Scoliid (Digger Wasps)
Scoliid wasps are about 5/8 inch long and are a blue-black color with black-purple wings. They also have two yellow strips, one on each side of their hairy abdomen that is covered with reddish hairs. They are typically seen flying around the lawn during the day until early evening and normally won’t attack humans. They are parasitic in regards to grubs by helping to considerably control beetle grub populations. Similar to Mining bees, these wasps are very beneficial, pose little threat, and typically do not require treatment.
Cicada Killer Wasps
Cicada killers are about 2 inches long, mostly black, with pale yellow markings on their abdomen and resemble large yellow jackets. Despite their ominous appearance, and resemblance to large hornets, Cicada killers are very unlikely to sting, even when provoked. Their sting is meant for the paralysis of their prey and usually doesn’t even cause a reaction in humans.
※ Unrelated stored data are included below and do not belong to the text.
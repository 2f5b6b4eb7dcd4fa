// SPDX-FileCopyrightText: 2025 Caspar Water Company
//
// SPDX-License-Identifier: Apache-2.0

//! Placeholders for writes that were issued but not yet observed.

use crate::blob::Blob;
use crate::entry::ParentLink;
use crate::error::{Error, Result};
use crate::events::Subscriptions;
use crate::id::EntryId;
use crate::root::Namespace;
use crate::signal::Completion;
use crate::store::EncryptionStatus;
use chrono::{DateTime, Utc};
use std::sync::Arc;

/// What a pending write supersedes.
#[derive(Clone, Debug)]
pub(crate) enum Replaced {
    /// A version the store already holds.
    Stored(EntryId),
    /// An earlier write that may itself still be in flight.
    Pending(Arc<PendingInner>),
}

impl Replaced {
    pub(crate) fn id(&self) -> EntryId {
        match self {
            Replaced::Stored(id) => id.clone(),
            Replaced::Pending(p) => p.id(),
        }
    }
}

#[derive(Clone, Debug)]
pub(crate) enum Shape {
    File {
        version: u64,
        blob: Blob,
        encryption: EncryptionStatus,
    },
    Folder,
}

/// Shared state of one placeholder. The overlay and every view of the
/// placeholder point at the same instance.
#[derive(Debug)]
pub(crate) struct PendingInner {
    synthetic: EntryId,
    pub(crate) name: String,
    pub(crate) parent: ParentLink,
    pub(crate) shape: Shape,
    pub(crate) replaces: Option<Replaced>,
    pub(crate) created_at: DateTime<Utc>,
    pub(crate) created_by: String,
    pub(crate) completion: Completion,
}

impl PendingInner {
    fn new(
        name: String,
        parent: ParentLink,
        shape: Shape,
        replaces: Option<Replaced>,
        created_by: String,
    ) -> Arc<Self> {
        Arc::new(Self {
            synthetic: EntryId::pending(),
            name,
            parent,
            shape,
            replaces,
            created_at: Utc::now(),
            created_by,
            completion: Completion::new(),
        })
    }

    pub(crate) fn new_file(
        name: &str,
        parent: ParentLink,
        blob: Blob,
        encryption: EncryptionStatus,
        created_by: String,
    ) -> Arc<Self> {
        let shape = Shape::File {
            version: 1,
            blob,
            encryption,
        };
        Self::new(name.to_string(), parent, shape, None, created_by)
    }

    pub(crate) fn new_version(
        name: String,
        parent: ParentLink,
        replaces: Replaced,
        version: u64,
        blob: Blob,
        encryption: EncryptionStatus,
        created_by: String,
    ) -> Arc<Self> {
        let shape = Shape::File {
            version,
            blob,
            encryption,
        };
        Self::new(name, parent, shape, Some(replaces), created_by)
    }

    pub(crate) fn new_folder(name: &str, parent: ParentLink, created_by: String) -> Arc<Self> {
        Self::new(name.to_string(), parent, Shape::Folder, None, created_by)
    }

    /// The real id once acknowledged, the synthetic one until then.
    pub(crate) fn id(&self) -> EntryId {
        self.completion
            .sent_id()
            .unwrap_or_else(|| self.synthetic.clone())
    }

    pub(crate) fn synthetic_id(&self) -> &EntryId {
        &self.synthetic
    }

    pub(crate) fn is_folder(&self) -> bool {
        matches!(self.shape, Shape::Folder)
    }

    pub(crate) fn version(&self) -> u64 {
        match &self.shape {
            Shape::File { version, .. } => *version,
            Shape::Folder => 0,
        }
    }

    pub(crate) fn replaced_id(&self) -> Option<EntryId> {
        self.replaces.as_ref().map(Replaced::id)
    }

    /// Every id this write hides: the entry it replaces, and whatever that
    /// entry replaced while it was itself pending.
    pub(crate) fn replaced_chain(&self) -> Vec<EntryId> {
        let mut ids = Vec::new();
        let mut cursor = self.replaces.clone();
        while let Some(replaced) = cursor {
            ids.push(replaced.id());
            cursor = match replaced {
                Replaced::Stored(_) => None,
                Replaced::Pending(p) => p.replaces.clone(),
            };
        }
        ids
    }

    /// Placeholders this one supersedes, nearest first.
    pub(crate) fn pending_ancestors(&self) -> Vec<Arc<PendingInner>> {
        let mut out = Vec::new();
        let mut cursor = self.replaces.clone();
        while let Some(Replaced::Pending(p)) = cursor {
            cursor = p.replaces.clone();
            out.push(p);
        }
        out
    }
}

/// A file- or folder-shaped placeholder as seen in a listing.
#[derive(Clone)]
pub struct PendingEntry {
    ns: Namespace,
    pub(crate) inner: Arc<PendingInner>,
    pub(crate) events: Subscriptions,
}

impl PendingEntry {
    pub(crate) fn new(ns: Namespace, inner: Arc<PendingInner>) -> Self {
        let events = Subscriptions::new(ns.store().clone());
        Self { ns, inner, events }
    }

    pub(crate) fn namespace(&self) -> &Namespace {
        &self.ns
    }

    #[must_use]
    pub fn id(&self) -> EntryId {
        self.inner.id()
    }

    #[must_use]
    pub fn name(&self) -> &str {
        &self.inner.name
    }

    #[must_use]
    pub fn is_folder(&self) -> bool {
        self.inner.is_folder()
    }

    /// True once the store acknowledged the write.
    #[must_use]
    pub fn is_sent(&self) -> bool {
        self.inner.completion.sent_id().is_some()
    }

    /// Version this write will have; 0 for folders.
    #[must_use]
    pub fn version(&self) -> u64 {
        self.inner.version()
    }

    /// Id of the entry this write supersedes.
    #[must_use]
    pub fn replaces_id(&self) -> Option<EntryId> {
        self.inner.replaced_id()
    }

    #[must_use]
    pub fn created_at(&self) -> DateTime<Utc> {
        self.inner.created_at
    }

    #[must_use]
    pub fn created_by(&self) -> &str {
        &self.inner.created_by
    }

    pub(crate) fn parent(&self) -> &ParentLink {
        &self.inner.parent
    }

    #[must_use]
    pub fn encryption_status(&self) -> Option<EncryptionStatus> {
        match &self.inner.shape {
            Shape::File { encryption, .. } => Some(*encryption),
            Shape::Folder => None,
        }
    }

    /// The content being written; only file-shaped placeholders have one.
    pub fn blob(&self) -> Result<Blob> {
        match &self.inner.shape {
            Shape::File { blob, .. } => Ok(blob.clone()),
            Shape::Folder => Err(Error::unsupported("read a blob from", self.describe())),
        }
    }

    /// Wait for the store to acknowledge this write.
    pub async fn sent(&self) -> Result<EntryId> {
        self.inner.completion.wait().await
    }

    pub(crate) fn describe(&self) -> String {
        format!("pending entry {}", crate::error::display_path(&self.path()))
    }

    #[must_use]
    pub fn path(&self) -> Vec<String> {
        let mut path = self.inner.parent.path.clone();
        path.push(self.inner.name.clone());
        path
    }

    /// The folder this placeholder stands for, as a container of children,
    /// waiting for the store to assign its id.
    pub(crate) async fn sent_link(&self) -> Result<ParentLink> {
        if !self.is_folder() {
            return Err(Error::unsupported("list children of", self.describe()));
        }
        let id = self.sent().await?;
        Ok(self.link_for(id))
    }

    /// Like [`Self::sent_link`] but without waiting. `None` while the folder
    /// has no real id, when it cannot have children yet.
    pub(crate) fn acknowledged_link(&self) -> Result<Option<ParentLink>> {
        if !self.is_folder() {
            return Err(Error::unsupported("list children of", self.describe()));
        }
        Ok(self.inner.completion.sent_id().map(|id| self.link_for(id)))
    }

    fn link_for(&self, id: EntryId) -> ParentLink {
        ParentLink {
            id,
            path: self.path(),
            is_root: false,
            events: self.events.clone(),
        }
    }
}

impl std::fmt::Debug for PendingEntry {
    fn fmt(&self, f: &mut std::fmt::Formatter<'_>) -> std::fmt::Result {
        f.debug_struct("PendingEntry")
            .field("id", &self.id())
            .field("path", &self.path())
            .field("version", &self.version())
            .finish()
    }
}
Once again, these insects are very beneficial since they help reduce cicada populations. On the downside, they may cause lawn damage if there are large numbers of them nesting closely to each other. Large numbers may also occasionally nest in sandy embankments as well.
It is challenging to eliminate Cicada killer activity, but chemical treatments applied to nests will help to reduce the activity of the females. Having a dense lawn and dense coverage in planters, in addition to letting grass grow a bit taller in July and August will help deter Cicada killers.
Cooper offers Cicada killer treatments, which can be performed as either a one-time service or as part our Home Intensive Service plan. A skilled technician will treat the holes where the Cicada killers have laid their eggs to reduce the activity of the female Cicada killers. However, this treatment will not stop male Cicada killers from flying in the area. If you would like to learn more about Cicada killers, please click here.
Yellow jackets are a type of social wasp that lives in large colonies with up to 4,000 workers. They typically have a yellow and black head/face and striped abdomen. They are most active in late summer/early autumn and can be found practically anywhere people are. They build paper carton nests from chewed up cellulose and commonly nest in cavernous voids located in the soil, but will also nest within wall voids or attics of people’s houses. In the fall, yellow jackets are predominantly scavengers, showing up at outdoor events with food, around garbage cans, dishes of dog/cat food outside, and anywhere there is ripe or overripe fruit. They can come in rather large numbers and are known for their aggressive behavior, and repeated stinging, making them a serious health concern.